If you’re like me, you may be eagerly waiting for plants to emerge from the soil.  Some of my favorite plants are spring ephemerals which are some of the first plants to bloom.  They have adapted to the cold and low light conditions.  Think of bloodroot, trout lily, and Dutchman’s breeches.  These are the early plants that bloom before the trees start to leaf out.

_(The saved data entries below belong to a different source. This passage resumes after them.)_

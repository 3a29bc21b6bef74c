//! Live event channel
//!
//! Events are JSON objects `{type, payload, ts}` published on per-run and
//! per-user channels. Delivery is best-effort: callers log and drop publish
//! failures.

use crate::config::RedisConfig;
use crate::errors::{AppError, Result};
use async_trait::async_trait;
use chrono::{DateTime, Utc};
use redis::{aio::MultiplexedConnection, AsyncCommands, Client};
use serde::{Deserialize, Serialize};
use std::sync::atomic::{AtomicBool, Ordering};
use std::sync::{Arc, Mutex};
use tokio::sync::RwLock;
use tracing::debug;
use uuid::Uuid;

/// Event envelope
#[derive(Debug, Clone, PartialEq, Serialize, Deserialize)]
pub struct LiveEvent {
    #[serde(rename = "type")]
    pub event_type: String,
    pub payload: serde_json::Value,
    pub ts: DateTime<Utc>,
}

impl LiveEvent {
    pub fn new(event_type: &str, payload: serde_json::Value) -> Self {
        Self {
            event_type: event_type.to_string(),
            payload,
            ts: Utc::now(),
        }
    }
}

/// Channel carrying progress of one sync run
pub fn sync_channel(user_id: Uuid, run_id: Uuid) -> String {
    format!("sync:{}:{}", user_id, run_id)
}

/// Channel carrying notifications of one user
pub fn notify_channel(user_id: Uuid) -> String {
    format!("notify:{}", user_id)
}

/// Publish side of the live event channel
#[async_trait]
pub trait EventPublisher: Send + Sync {
    async fn publish(&self, channel: &str, event: &LiveEvent) -> Result<()>;
}

/// Redis PUBLISH based publisher
pub struct RedisPublisher {
    connection: RwLock<MultiplexedConnection>,
}

impl RedisPublisher {
    pub async fn new(config: &RedisConfig) -> Result<Self> {
        let url = config.url.as_deref().ok_or_else(|| AppError::Configuration {
            message: "redis.url is required for live events".to_string(),
        })?;

        let client = Client::open(url).map_err(|e| AppError::PublishError {
            message: format!("Failed to create Redis client: {}", e),
        })?;
        let connection = client
            .get_multiplexed_async_connection()
            .await
            .map_err(|e| AppError::PublishError {
                message: format!("Failed to connect to Redis: {}", e),
            })?;

        Ok(Self {
            connection: RwLock::new(connection),
        })
    }
}

#[async_trait]
impl EventPublisher for RedisPublisher {
    async fn publish(&self, channel: &str, event: &LiveEvent) -> Result<()> {
        let body = serde_json::to_string(event)?;
        let mut conn = self.connection.write().await;
        let receivers: i64 = conn.publish(channel, body).await.map_err(|e| AppError::PublishError {
            message: format!("Failed to publish to '{}': {}", channel, e),
        })?;

        debug!(channel, event_type = %event.event_type, receivers, "Live event published");
        Ok(())
    }
}

/// Publisher used when no broker is configured
pub struct NullPublisher;

#[async_trait]
impl EventPublisher for NullPublisher {
    async fn publish(&self, channel: &str, event: &LiveEvent) -> Result<()> {
        debug!(channel, event_type = %event.event_type, "Live events disabled, dropping event");
        Ok(())
    }
}

/// Publisher recording events in memory
#[derive(Default)]
pub struct MemoryPublisher {
    events: Mutex<Vec<(String, LiveEvent)>>,
    failing: AtomicBool,
}

impl MemoryPublisher {
    pub fn new() -> Arc<Self> {
        Arc::new(Self::default())
    }

    /// Make every subsequent publish fail
    pub fn set_failing(&self, failing: bool) {
        self.failing.store(failing, Ordering::SeqCst);
    }

    /// Everything published so far, in order
    pub fn events(&self) -> Vec<(String, LiveEvent)> {
        self.events.lock().map(|e| e.clone()).unwrap_or_default()
    }

    /// Events published on one channel
    pub fn events_on(&self, channel: &str) -> Vec<LiveEvent> {
        self.events()
            .into_iter()
            .filter(|(c, _)| c == channel)
            .map(|(_, e)| e)
            .collect()
    }
}

#[async_trait]
impl EventPublisher for MemoryPublisher {
    async fn publish(&self, channel: &str, event: &LiveEvent) -> Result<()> {
        if self.failing.load(Ordering::SeqCst) {
            return Err(AppError::PublishError {
                message: "publisher unavailable".to_string(),
            });
        }

        self.events
            .lock()
            .map_err(|_| AppError::Internal {
                message: "event log poisoned".to_string(),
            })?
            .push((channel.to_string(), event.clone()));
        Ok(())
    }
}

/// Redis publisher when configured, otherwise a null publisher
pub async fn create_publisher(config: &RedisConfig) -> Result<Arc<dyn EventPublisher>> {
    match config.url {
        Some(_) => Ok(Arc::new(RedisPublisher::new(config).await?)),
        None => Ok(Arc::new(NullPublisher)),
    }
}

While not a spring ephemeral by definition, the plant pictured above is a true harbinger of spring.  They are pasque flowers in a very early stage (roughly 1″ tall).  Pasque flowers are covered with fine silky hairs to help insulate the plant from cold conditions.  In just a week or two, these low-growing purple flowered plants will be in full bloom!

Skunk cabbage is back!

Another less known sign of spring is the emergence of skunk cabbage.  It usually pops up in the late winter or early spring while snow is still on the ground.  As its name implies, it’s called skunk cabbage because it emits a very unpleasant smell (maybe not unpleasant to everyone).  The plant uses its smell to attract pollinators. While skunk cabbage loses its leaves annually, the plant is able to live up to 20 years!

Searching for woodcock at sunset.

Lastly, if you need a little more proof that spring is actually here (I’m still not entirely convinced), head outside at dusk and if you’re in the right spot, you may hear woodcock peenting.  I did this with my family last week and it was amazing!

Male woodcock (also known as ‘timberdoodle’, ‘Labrador twister’, ‘night partridge’, and bog sucker’) can be seen doing their evening spring flights to attract mates.  They start by making ‘peent’ sounds from their display area and then shoot upward into the sky (roughly 200-350′) in a wide spiral while making a twittering noise.  After about 30 seconds of this, they zigzag back down to the same spot they left from and begin peenting again.  Check out THIS video of one calling.

Well, I hope you enjoyed my virtual tour of nature as it’s happening.  However you experience the outdoors or nature, be it physical, virtual, spiritual, or anything in between, I encourage you to do it!

See you next month!

It’s been an odd winter to say the least.  One day it’s -10F outside with 20mph winds and the next it’s 51F and sunny.  To follow that, we experienced a ‘snow squall’ this week which lead to some pretty intense ice.  I don’t know about you, but when the weather behaves so unpredictably, it often leaves me feeling a bit uninspired to go outside.  It’s harder to plan outdoor adventures and leaves me in a bit of a nature slump.

It happens!  These slumps provide a great opportunity to reset and start daydreaming about what’s around the corner.  While I probably stayed inside more this month than any other month in the last year, I did manage to sneak away on a few nice days to spend some quality time outside.  So with that, let’s see what’s happening out there!

The fish are still biting!

When it’s the middle of winter and there’s a nice sunny day without a lot of wind in the forecast, I like to try and get out on a frozen lake.  This time of year, many of the lakes are still frozen over, but always be cautious while out on the ice and look up ice reports before going out.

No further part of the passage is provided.